Paraoxonase-1 activity modulates endothelial function in patients with peripheral arterial disease

Human serum paraoxonase-1 (PON1) is thought to play a role in the favorable vascular effects of high-density lipoproteins, mainly through a reduction in low-density lipoprotein oxidation. Endothelial dysfunction, characterized by an impaired capacity of the arteries to dilate in response to a number of stimuli, represents the earliest stage of atherosclerosis. We performed the present study in 37 patients with peripheral arterial disease, with the aim of investigating the influence of PON1 Q192R polymorphism and activity on peripheral endothelial function, evaluated as brachial-artery flow-mediated vasodilation (FMV).
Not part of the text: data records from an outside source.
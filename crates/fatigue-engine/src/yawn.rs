use serde::{Deserialize, Serialize};

use crate::ear::ratio;
use crate::error::{Metric, MetricError};
use crate::landmarks::LandmarkSet;

const MOUTH_TOP: usize = 13;
const MOUTH_BOTTOM: usize = 14;
const MOUTH_LEFT: usize = 61;
const MOUTH_RIGHT: usize = 291;

/// `[upper_lip, lower_lip, left_corner, right_corner]`
pub const MOUTH: [usize; 4] = [MOUTH_TOP, MOUTH_BOTTOM, MOUTH_LEFT, MOUTH_RIGHT];

pub const MOUTH_AR_THRESHOLD: f64 = 0.65;
/// Consecutive open-mouth frames before a yawn is recognised (约1.5秒 @30fps).
pub const YAWN_CONSEC_FRAMES: u32 = 45;

/// Mouth aspect ratio: `|upper - lower| / |left - right|`.
pub fn mar(indices: &[usize; 4], landmarks: &LandmarkSet<'_>) -> Result<f64, MetricError> {
    let top = landmarks.get(indices[0])?;
    let bottom = landmarks.get(indices[1])?;
    let left = landmarks.get(indices[2])?;
    let right = landmarks.get(indices[3])?;

    let vertical = top.distance(&bottom);
    let horizontal = left.distance(&right);

    ratio(Metric::Mar, vertical, horizontal)
}

#[derive(Debug, Clone, Copy, PartialEq, Eq, Serialize, Deserialize)]
#[serde(tag = "type", rename_all = "snake_case")]
pub enum MouthEvent {
    /// The open run reached the yawn threshold on this frame.
    YawnOnset,
    /// A sustained open run ended and was counted as a yawn.
    Yawn { frames: u32 },
}

/// Mouth channel debouncer.
///
/// Opposite policy to blinks: an open run counts as a yawn only if it reached
/// the sustained threshold. Shorter openings (talking, eating) are discarded.
#[derive(Debug, Clone)]
pub struct YawnDetector {
    mar_threshold: f64,
    consec_frames: u32,
    yawn_frames: u32,
    yawn_count: u32,
    is_yawning: bool,
}

impl YawnDetector {
    pub fn new(mar_threshold: f64, consec_frames: u32) -> Self {
        Self {
            mar_threshold,
            consec_frames: consec_frames.max(1),
            yawn_frames: 0,
            yawn_count: 0,
            is_yawning: false,
        }
    }

    pub fn is_open(&self, mar: f64) -> bool {
        mar > self.mar_threshold
    }

    pub fn update(&mut self, mar: f64) -> Option<MouthEvent> {
        if self.is_open(mar) {
            self.yawn_frames = self.yawn_frames.saturating_add(1);
            let was_yawning = self.is_yawning;
            self.is_yawning = self.yawn_frames >= self.consec_frames;
            return (self.is_yawning && !was_yawning).then_some(MouthEvent::YawnOnset);
        }

        let frames = self.yawn_frames;
        self.yawn_frames = 0;
        self.is_yawning = false;

        if frames >= self.consec_frames {
            self.yawn_count = self.yawn_count.saturating_add(1);
            Some(MouthEvent::Yawn { frames })
        } else {
            None
        }
    }

    pub fn yawn_frames(&self) -> u32 {
        self.yawn_frames
    }

    pub fn yawn_count(&self) -> u32 {
        self.yawn_count
    }

    pub fn is_yawning(&self) -> bool {
        self.is_yawning
    }

    pub fn set_mar_threshold(&mut self, threshold: f64) {
        self.mar_threshold = threshold;
    }

    pub fn reset(&mut self) {
        self.yawn_frames = 0;
        self.yawn_count = 0;
        self.is_yawning = false;
    }
}

impl Default for YawnDetector {
    fn default() -> Self {
        Self::new(MOUTH_AR_THRESHOLD, YAWN_CONSEC_FRAMES)
    }
}

#[cfg(test)]
mod tests {
    use super::*;
    use crate::landmarks::Point2D;
    use proptest::prelude::*;

    const OPEN: f64 = 0.9;
    const CLOSED: f64 = 0.2;

    fn mouth(opening: f64, width: f64) -> Vec<Point2D> {
        vec![
            Point2D::new(width / 2.0, 0.0),
            Point2D::new(width / 2.0, opening),
            Point2D::new(0.0, opening / 2.0),
            Point2D::new(width, opening / 2.0),
        ]
    }

    #[test]
    fn test_mar_value() {
        let points = mouth(30.0, 50.0);
        let value = mar(&[0, 1, 2, 3], &LandmarkSet::new(&points)).unwrap();
        assert!((value - 0.6).abs() < 1e-12);
    }

    #[test]
    fn test_mar_degenerate_width() {
        let points = mouth(30.0, 0.0);
        let err = mar(&[0, 1, 2, 3], &LandmarkSet::new(&points)).unwrap_err();
        assert!(err.is_degenerate());
    }

    #[test]
    fn test_sustained_opening_counts_yawn() {
        let mut detector = YawnDetector::default();
        for frame in 1..=YAWN_CONSEC_FRAMES {
            let event = detector.update(OPEN);
            if frame == YAWN_CONSEC_FRAMES {
                assert_eq!(event, Some(MouthEvent::YawnOnset));
            }
        }
        assert!(detector.is_yawning());
        assert_eq!(detector.update(CLOSED), Some(MouthEvent::Yawn { frames: YAWN_CONSEC_FRAMES }));
        assert_eq!(detector.yawn_count(), 1);
        assert!(!detector.is_yawning());
        assert_eq!(detector.yawn_frames(), 0);
    }

    #[test]
    fn test_short_opening_discarded() {
        let mut detector = YawnDetector::default();
        for _ in 0..YAWN_CONSEC_FRAMES - 1 {
            detector.update(OPEN);
        }
        assert!(!detector.is_yawning());
        assert_eq!(detector.update(CLOSED), None);
        assert_eq!(detector.yawn_count(), 0);
    }

    #[test]
    fn test_threshold_value_is_closed() {
        let mut detector = YawnDetector::default();
        detector.update(MOUTH_AR_THRESHOLD);
        assert_eq!(detector.yawn_frames(), 0);
    }

    proptest! {
        #[test]
        fn prop_open_run_classification(len in 1u32..150) {
            let mut detector = YawnDetector::default();
            for _ in 0..len {
                detector.update(OPEN);
                prop_assert_eq!(detector.is_yawning(), detector.yawn_frames() >= YAWN_CONSEC_FRAMES);
            }
            detector.update(CLOSED);
            let expected = if len >= YAWN_CONSEC_FRAMES { 1 } else { 0 };
            prop_assert_eq!(detector.yawn_count(), expected);
        }
    }
}
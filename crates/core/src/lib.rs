//! ZOCO Core - Shared domain types.
//!
//! This crate provides the types used across all ZOCO components:
//! - `storefront` - Data access facade, cart store and JSON API
//! - `cli` - Command-line admin console
//!
//! # Architecture
//!
//! The core crate contains only types and pure logic - no I/O, no HTTP
//! clients, no persistence. Cart aggregation lives here because it is a
//! pure function of the line items; persisting it is the storefront's job.
//!
//! # Modules
//!
//! - [`types`] - Ids, prices, catalog entries, cart, site content, orders

#![cfg_attr(not(test), forbid(unsafe_code))]

pub mod types;

pub use types::*;
//! Orders and the admin dashboard.
//!
//! There is no order table; the admin console works off the fixture orders.

use serde::Serialize;
use zoco_core::{Order, Price};

use super::Api;
use crate::fixtures;

/// Headline numbers for the admin console.
#[derive(Debug, Clone, PartialEq, Eq, Serialize)]
#[serde(rename_all = "camelCase")]
pub struct Dashboard {
    pub revenue: Price,
    pub orders: usize,
    pub products: usize,
    pub units_in_stock: u32,
}

/// Order operations, obtained from [`Api::orders`].
#[derive(Debug, Clone, Copy)]
pub struct Orders<'a> {
    api: &'a Api,
}

impl<'a> Orders<'a> {
    pub(super) const fn new(api: &'a Api) -> Self {
        Self { api }
    }

    /// Recent orders, newest first.
    #[must_use]
    pub fn list(&self) -> Vec<Order> {
        fixtures::orders()
    }

    /// Revenue, order count, and catalog stock.
    pub async fn dashboard(&self) -> Dashboard {
        let orders = self.list();
        let products = self.api.products().list().await;
        Dashboard {
            revenue: orders.iter().map(|o| o.total).sum(),
            orders: orders.len(),
            products: products.len(),
            units_in_stock: products.iter().map(|p| p.total_stock()).sum(),
        }
    }
}

#[cfg(test)]
mod tests {
    use std::sync::Arc;

    use super::*;
    use crate::blob::MemoryBlobStore;
    use crate::supabase::SupabaseClient;

    #[tokio::test]
    async fn test_dashboard_offline() {
        let api = Api::new(
            SupabaseClient::offline(),
            Arc::new(MemoryBlobStore::new()),
            "products",
        );
        let dashboard = api.orders().dashboard().await;

        assert_eq!(dashboard.orders, 3);
        assert_eq!(dashboard.revenue, Price::from_cents(12499 + 5999 + 24500));
        assert_eq!(dashboard.products, fixtures::products().len());
        assert_eq!(
            dashboard.units_in_stock,
            fixtures::products().iter().map(|p| p.total_stock()).sum::<u32>()
        );
    }
}
//! Site content get/save.
//!
//! The content lives in a single `site_content` row with id `global`. Every
//! save is also written to the local blob, so the last content saved on this
//! machine survives a backend outage.

use serde::{Deserialize, Serialize};
use tracing::{error, instrument, warn};
use zoco_core::SiteContent;

use super::Api;
use crate::blob::{self, keys};
use crate::fixtures;

/// Backend table holding site content.
pub const SITE_CONTENT_TABLE: &str = "site_content";

/// Id of the single site content row.
const GLOBAL_ROW: &str = "global";

#[derive(Serialize, Deserialize)]
struct ContentRow<C> {
    id: String,
    content: C,
}

/// Which tiers accepted a save.
#[derive(Debug, Clone, Copy, PartialEq, Eq, Serialize)]
pub struct ContentSaved {
    pub remote: bool,
    pub local: bool,
}

/// Site content operations, obtained from [`Api::settings`].
#[derive(Debug, Clone, Copy)]
pub struct Settings<'a> {
    api: &'a Api,
}

impl<'a> Settings<'a> {
    pub(super) const fn new(api: &'a Api) -> Self {
        Self { api }
    }

    /// Current site content: backend, then local blob, then defaults.
    #[instrument(skip(self))]
    pub async fn get_content(&self) -> SiteContent {
        match self
            .api
            .supabase()
            .select_single_eq::<ContentRow<SiteContent>>(SITE_CONTENT_TABLE, "id", GLOBAL_ROW)
            .await
        {
            Ok(row) => return row.content,
            Err(e) => warn!(error = %e, "Content fetch failed (using local copy)"),
        }

        match blob::load_json_async::<SiteContent>(self.api.blobs(), keys::SITE_CONTENT).await {
            Ok(Some(content)) => content,
            Ok(None) => fixtures::default_content(),
            Err(e) => {
                warn!(error = %e, "Local content unreadable (using defaults)");
                fixtures::default_content()
            }
        }
    }

    /// Save site content to the backend and the local blob.
    ///
    /// Never fails; the returned flags say which tiers took the write.
    #[instrument(skip(self, content))]
    pub async fn save_content(&self, content: &SiteContent) -> ContentSaved {
        let row = ContentRow {
            id: GLOBAL_ROW.to_string(),
            content,
        };
        let remote = match self.api.supabase().upsert(SITE_CONTENT_TABLE, &row).await {
            Ok(()) => true,
            Err(e) => {
                warn!(error = %e, "Content save failed (saved locally only)");
                false
            }
        };

        let saved = blob::save_json_async(self.api.blobs(), keys::SITE_CONTENT, content).await;
        let local = match saved {
            Ok(()) => true,
            Err(e) => {
                error!(error = %e, "Failed to write local content copy");
                false
            }
        };

        ContentSaved { remote, local }
    }
}

#[cfg(test)]
mod tests {
    use std::sync::Arc;

    use super::*;
    use crate::blob::{BlobStore, MemoryBlobStore};
    use crate::supabase::SupabaseClient;

    fn offline_api() -> (Api, Arc<MemoryBlobStore>) {
        let blobs = Arc::new(MemoryBlobStore::new());
        let api = Api::new(SupabaseClient::offline(), blobs.clone(), "products");
        (api, blobs)
    }

    #[tokio::test]
    async fn test_defaults_when_nothing_saved() {
        let (api, _) = offline_api();
        assert_eq!(api.settings().get_content().await, fixtures::default_content());
    }

    #[tokio::test]
    async fn test_save_then_get_offline() {
        let (api, _) = offline_api();
        let mut content = fixtures::default_content();
        content.hero.headline = "NEW DROP".to_string();

        let saved = api.settings().save_content(&content).await;
        assert_eq!(saved, ContentSaved { remote: false, local: true });
        assert_eq!(api.settings().get_content().await, content);
    }

    #[tokio::test]
    async fn test_malformed_blob_uses_defaults() {
        let (api, blobs) = offline_api();
        blobs.set(keys::SITE_CONTENT, "{\"hero\":").ok();
        assert_eq!(api.settings().get_content().await, fixtures::default_content());
    }
}
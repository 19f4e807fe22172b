//! Integration test support for the ZOCO storefront.
//!
//! # Running Tests
//!
//! ```bash
//! cargo test -p zoco-integration-tests
//! ```
//!
//! Nothing external is needed. Remote success paths run against
//! [`FakeBackend`], a small axum server answering the PostgREST and storage
//! routes the storefront uses; failure paths point the client at a port
//! nobody listens on.
//!
//! # Test Categories
//!
//! - `fallback` - Local tier answers when the backend is down
//! - `remote` - Backend data wins when it is reachable
//! - `storefront_api` - The JSON API over a real socket

#![allow(clippy::unwrap_used, clippy::missing_panics_doc)]

use std::collections::HashMap;
use std::net::SocketAddr;
use std::sync::{Arc, Mutex, PoisonError};
use std::time::Duration;

use axum::{
    Json, Router,
    body::Bytes,
    extract::{Path, Query, State},
    http::{HeaderMap, StatusCode},
    response::{IntoResponse, Response},
    routing::{get, post},
};
use secrecy::SecretString;
use serde_json::{Value, json};
use url::Url;
use zoco_storefront::blob::{BlobStore, MemoryBlobStore};
use zoco_storefront::config::SupabaseConfig;
use zoco_storefront::services::Api;
use zoco_storefront::supabase::SupabaseClient;

/// Anon key the fake backend expects.
pub const ANON_KEY: &str = "test-anon-key";

/// An address nothing listens on.
pub const UNREACHABLE_URL: &str = "http://127.0.0.1:1";

/// Serve `router` on an ephemeral local port.
pub async fn spawn(router: Router) -> SocketAddr {
    let listener = tokio::net::TcpListener::bind("127.0.0.1:0").await.unwrap();
    let addr = listener.local_addr().unwrap();
    tokio::spawn(async move {
        axum::serve(listener, router).await.unwrap();
    });
    addr
}

/// Backend configuration pointing at `url`.
#[must_use]
pub fn supabase_config(url: &str) -> SupabaseConfig {
    SupabaseConfig {
        url: Url::parse(url).unwrap(),
        anon_key: SecretString::from(ANON_KEY),
        storage_bucket: "products".to_string(),
        timeout: Duration::from_secs(2),
    }
}

/// A facade talking to `url`, with an in-memory local tier.
#[must_use]
pub fn api_for(url: &str) -> (Api, Arc<MemoryBlobStore>) {
    let blobs = Arc::new(MemoryBlobStore::new());
    let supabase = SupabaseClient::new(Some(&supabase_config(url))).unwrap();
    let local: Arc<dyn BlobStore> = blobs.clone();
    (Api::new(supabase, local, "products"), blobs)
}

// =============================================================================
// Fake backend
// =============================================================================

/// What the fake backend holds and has received.
#[derive(Debug, Default)]
pub struct BackendData {
    pub products: Vec<Value>,
    pub site_content: Option<Value>,
    /// Object paths uploaded to storage, as `bucket/name`.
    pub objects: Vec<String>,
}

/// In-process stand-in for the hosted backend.
#[derive(Debug, Clone)]
pub struct FakeBackend {
    pub url: String,
    data: Arc<Mutex<BackendData>>,
}

impl FakeBackend {
    /// Start a backend serving `products`.
    pub async fn start(products: Vec<Value>) -> Self {
        let data = Arc::new(Mutex::new(BackendData {
            products,
            ..BackendData::default()
        }));

        let router = Router::new()
            .route("/rest/v1/products", get(select_products).post(insert_product))
            .route(
                "/rest/v1/site_content",
                get(select_content).post(upsert_content),
            )
            .route("/storage/v1/object/{bucket}/{*name}", post(upload_object))
            .with_state(Arc::clone(&data));

        let addr = spawn(router).await;
        Self {
            url: format!("http://{addr}"),
            data,
        }
    }

    /// Inspect the backend's current data.
    pub fn with_data<R>(&self, f: impl FnOnce(&mut BackendData) -> R) -> R {
        let mut data = self.data.lock().unwrap_or_else(PoisonError::into_inner);
        f(&mut data)
    }
}

type Shared = Arc<Mutex<BackendData>>;

fn authorized(headers: &HeaderMap) -> bool {
    let apikey = headers.get("apikey").and_then(|v| v.to_str().ok());
    let bearer = headers
        .get("authorization")
        .and_then(|v| v.to_str().ok())
        .and_then(|v| v.strip_prefix("Bearer "));
    apikey == Some(ANON_KEY) && bearer == Some(ANON_KEY)
}

fn unauthorized() -> Response {
    (StatusCode::UNAUTHORIZED, Json(json!({ "message": "Invalid API key" }))).into_response()
}

fn not_acceptable() -> Response {
    (
        StatusCode::NOT_ACCEPTABLE,
        Json(json!({ "code": "PGRST116", "message": "JSON object requested, multiple (or no) rows returned" })),
    )
        .into_response()
}

/// `eq.<value>` filter from a PostgREST query.
fn eq_filter<'a>(query: &'a HashMap<String, String>, column: &str) -> Option<&'a str> {
    query.get(column)?.strip_prefix("eq.")
}

async fn select_products(
    State(data): State<Shared>,
    headers: HeaderMap,
    Query(query): Query<HashMap<String, String>>,
) -> Response {
    if !authorized(&headers) {
        return unauthorized();
    }
    let data = data.lock().unwrap_or_else(PoisonError::into_inner);
    match eq_filter(&query, "slug") {
        Some(slug) => data
            .products
            .iter()
            .find(|p| p["slug"] == slug)
            .map_or_else(not_acceptable, |p| Json(p.clone()).into_response()),
        None => Json(data.products.clone()).into_response(),
    }
}

async fn insert_product(
    State(data): State<Shared>,
    headers: HeaderMap,
    Json(rows): Json<Vec<Value>>,
) -> Response {
    if !authorized(&headers) {
        return unauthorized();
    }
    let Some(mut row) = rows.into_iter().next() else {
        return StatusCode::BAD_REQUEST.into_response();
    };
    let mut data = data.lock().unwrap_or_else(PoisonError::into_inner);
    row["id"] = json!(format!("srv-{}", data.products.len() + 1));
    data.products.push(row.clone());
    (StatusCode::CREATED, Json(row)).into_response()
}

async fn select_content(
    State(data): State<Shared>,
    headers: HeaderMap,
    Query(query): Query<HashMap<String, String>>,
) -> Response {
    if !authorized(&headers) {
        return unauthorized();
    }
    let data = data.lock().unwrap_or_else(PoisonError::into_inner);
    match (&data.site_content, eq_filter(&query, "id")) {
        (Some(row), Some(id)) if row["id"] == id => Json(row.clone()).into_response(),
        _ => not_acceptable(),
    }
}

async fn upsert_content(
    State(data): State<Shared>,
    headers: HeaderMap,
    Json(rows): Json<Vec<Value>>,
) -> Response {
    if !authorized(&headers) {
        return unauthorized();
    }
    let mut data = data.lock().unwrap_or_else(PoisonError::into_inner);
    data.site_content = rows.into_iter().next();
    StatusCode::CREATED.into_response()
}

async fn upload_object(
    State(data): State<Shared>,
    headers: HeaderMap,
    Path((bucket, name)): Path<(String, String)>,
    body: Bytes,
) -> Response {
    if !authorized(&headers) {
        return unauthorized();
    }
    if body.is_empty() {
        return StatusCode::BAD_REQUEST.into_response();
    }
    let key = format!("{bucket}/{name}");
    let mut data = data.lock().unwrap_or_else(PoisonError::into_inner);
    data.objects.push(key.clone());
    Json(json!({ "Key": key })).into_response()
}

/// A product row as the backend stores it.
#[must_use]
pub fn product_row(id: &str, name: &str, slug: &str, price: f64, featured: bool) -> Value {
    json!({
        "id": id,
        "name": name,
        "slug": slug,
        "description": format!("{name} from the backend"),
        "price": price,
        "category": "T-Shirts",
        "images": [format!("https://cdn.zoco.shop/{slug}.jpg")],
        "sizes": ["M", "L"],
        "featured": featured,
        "stockBySize": { "M": 3, "L": 4 },
    })
}
//! ZOCO Storefront - JSON API for the shop and its admin console.
//!
//! This binary serves the storefront API on port 3000.
//!
//! # Architecture
//!
//! - Axum web framework, JSON in and out
//! - Hosted Supabase backend (PostgREST tables + storage) for catalog,
//!   site content, and product images
//! - Local blob store under `STOREFRONT_DATA_DIR` for the cart and a
//!   write-through copy of site content
//! - Built-in fixtures whenever the backend is missing or failing
//!
//! Without `SUPABASE_URL`/`SUPABASE_ANON_KEY` the server runs fully offline.

#![cfg_attr(not(test), forbid(unsafe_code))]

use std::sync::Arc;

use sentry::integrations::tracing as sentry_tracing;
use tracing_subscriber::{layer::SubscriberExt, util::SubscriberInitExt};
use zoco_storefront::blob::FileBlobStore;
use zoco_storefront::config::StorefrontConfig;
use zoco_storefront::routes;
use zoco_storefront::state::AppState;

/// Initialize Sentry error tracking and return guard that must be kept alive.
fn init_sentry(config: &StorefrontConfig) -> Option<sentry::ClientInitGuard> {
    let dsn = config.sentry_dsn.as_ref()?;

    let guard = sentry::init((
        dsn.as_str(),
        sentry::ClientOptions {
            release: sentry::release_name!(),
            attach_stacktrace: true,
            ..Default::default()
        },
    ));

    tracing::info!("Sentry initialized");
    Some(guard)
}

/// Filter tracing events to Sentry event types.
fn sentry_event_filter(metadata: &tracing::Metadata<'_>) -> sentry_tracing::EventFilter {
    match *metadata.level() {
        tracing::Level::ERROR | tracing::Level::WARN => sentry_tracing::EventFilter::Event,
        tracing::Level::INFO | tracing::Level::DEBUG => sentry_tracing::EventFilter::Breadcrumb,
        _ => sentry_tracing::EventFilter::Ignore,
    }
}

#[tokio::main]
async fn main() {
    // Load configuration from environment (needed for Sentry init)
    let config = StorefrontConfig::from_env().expect("Failed to load configuration");

    // Initialize Sentry (must be done before tracing subscriber)
    let _sentry_guard = init_sentry(&config);

    // Defaults to info level for our crate if RUST_LOG is not set
    let env_filter = tracing_subscriber::EnvFilter::try_from_default_env()
        .unwrap_or_else(|_| "zoco_storefront=info,tower_http=debug".into());

    tracing_subscriber::registry()
        .with(env_filter)
        .with(tracing_subscriber::fmt::layer())
        .with(sentry_tracing::layer().event_filter(sentry_event_filter))
        .init();

    let blobs = FileBlobStore::open(&config.data_dir).expect("Failed to open data directory");
    tracing::info!(data_dir = %blobs.dir().display(), "Local store opened");

    let state =
        AppState::new(config.clone(), Arc::new(blobs)).expect("Failed to initialize application state");

    let app = routes::app(state)
        // Sentry layers (outermost for full request coverage)
        .layer(sentry_tower::NewSentryLayer::new_from_top())
        .layer(sentry_tower::SentryHttpLayer::new().enable_transaction());

    let addr = config.socket_addr();
    tracing::info!("storefront listening on {}", addr);

    let listener = tokio::net::TcpListener::bind(addr)
        .await
        .expect("Failed to bind to address");

    axum::serve(listener, app)
        .with_graceful_shutdown(shutdown_signal())
        .await
        .expect("Server error");
}

/// Wait for shutdown signal (Ctrl+C or SIGTERM).
async fn shutdown_signal() {
    let ctrl_c = async {
        tokio::signal::ctrl_c()
            .await
            .expect("Failed to install Ctrl+C handler");
    };

    #[cfg(unix)]
    let terminate = async {
        tokio::signal::unix::signal(tokio::signal::unix::SignalKind::terminate())
            .expect("Failed to install signal handler")
            .recv()
            .await;
    };

    #[cfg(not(unix))]
    let terminate = std::future::pending::<()>();

    tokio::select! {
        () = ctrl_c => {},
        () = terminate => {},
    }

    tracing::info!("Shutdown signal received, starting graceful shutdown");
}
//! Application state shared across handlers.

use std::sync::Arc;

use tokio::sync::Mutex;

use crate::blob::BlobStore;
use crate::config::StorefrontConfig;
use crate::services::{Api, CartStore};
use crate::supabase::{SupabaseClient, SupabaseError};

/// Bucket used when no backend is configured; only named in logs then.
const DEFAULT_BUCKET: &str = "products";

/// Application state shared across all handlers.
///
/// This struct is cheaply cloneable via `Arc`. It owns the data facade and
/// the single cart, so every handler that touches the cart goes through the
/// same store and mutations are serialized by its lock.
#[derive(Clone)]
pub struct AppState {
    inner: Arc<AppStateInner>,
}

struct AppStateInner {
    config: StorefrontConfig,
    api: Api,
    cart: Mutex<CartStore>,
}

impl AppState {
    /// Create a new application state.
    ///
    /// # Arguments
    ///
    /// * `config` - Storefront configuration
    /// * `blobs` - Local persisted tier (cart and site content)
    ///
    /// # Errors
    ///
    /// Returns an error if the backend HTTP client cannot be built.
    pub fn new(config: StorefrontConfig, blobs: Arc<dyn BlobStore>) -> Result<Self, SupabaseError> {
        let supabase = SupabaseClient::new(config.supabase.as_ref())?;
        let bucket = config
            .supabase
            .as_ref()
            .map_or(DEFAULT_BUCKET, |s| s.storage_bucket.as_str())
            .to_string();
        let api = Api::new(supabase, blobs, bucket);
        Ok(Self::with_api(config, api))
    }

    /// Create state around an existing facade, loading the cart from its blobs.
    #[must_use]
    pub fn with_api(config: StorefrontConfig, api: Api) -> Self {
        let cart = CartStore::load(api.blobs());
        Self {
            inner: Arc::new(AppStateInner {
                config,
                api,
                cart: Mutex::new(cart),
            }),
        }
    }

    /// Get a reference to the storefront configuration.
    #[must_use]
    pub fn config(&self) -> &StorefrontConfig {
        &self.inner.config
    }

    /// Get a reference to the data facade.
    #[must_use]
    pub fn api(&self) -> &Api {
        &self.inner.api
    }

    /// The cart store lock.
    #[must_use]
    pub fn cart(&self) -> &Mutex<CartStore> {
        &self.inner.cart
    }
}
Patients with the R allele (QR or RR genotype, n = 19) had significantly higher PON1 activity [408 U/mL (309–456) versus 180 U/mL (141–243), p < 0.001] and greater brachial FMV (5.7 ± 3.9% versus 3.0 ± 2.8%, p < 0.001) than those with Q allele (QQ genotype, n = 18). In the whole population, PON1 activity showed a direct relation to brachial FMV (r = 0.46, p = 0.004). In a multivariate linear regression analysis, the only independent predictors of brachial FMV were PON1 activity (β = 0.40, p = 0.008), brachial-artery diameter (β = −0.39, p = 0.01) and male sex (β = −0.27, p = 0.04). These finding support the importance of PON1 activity as a modulating factor of the endothelial function.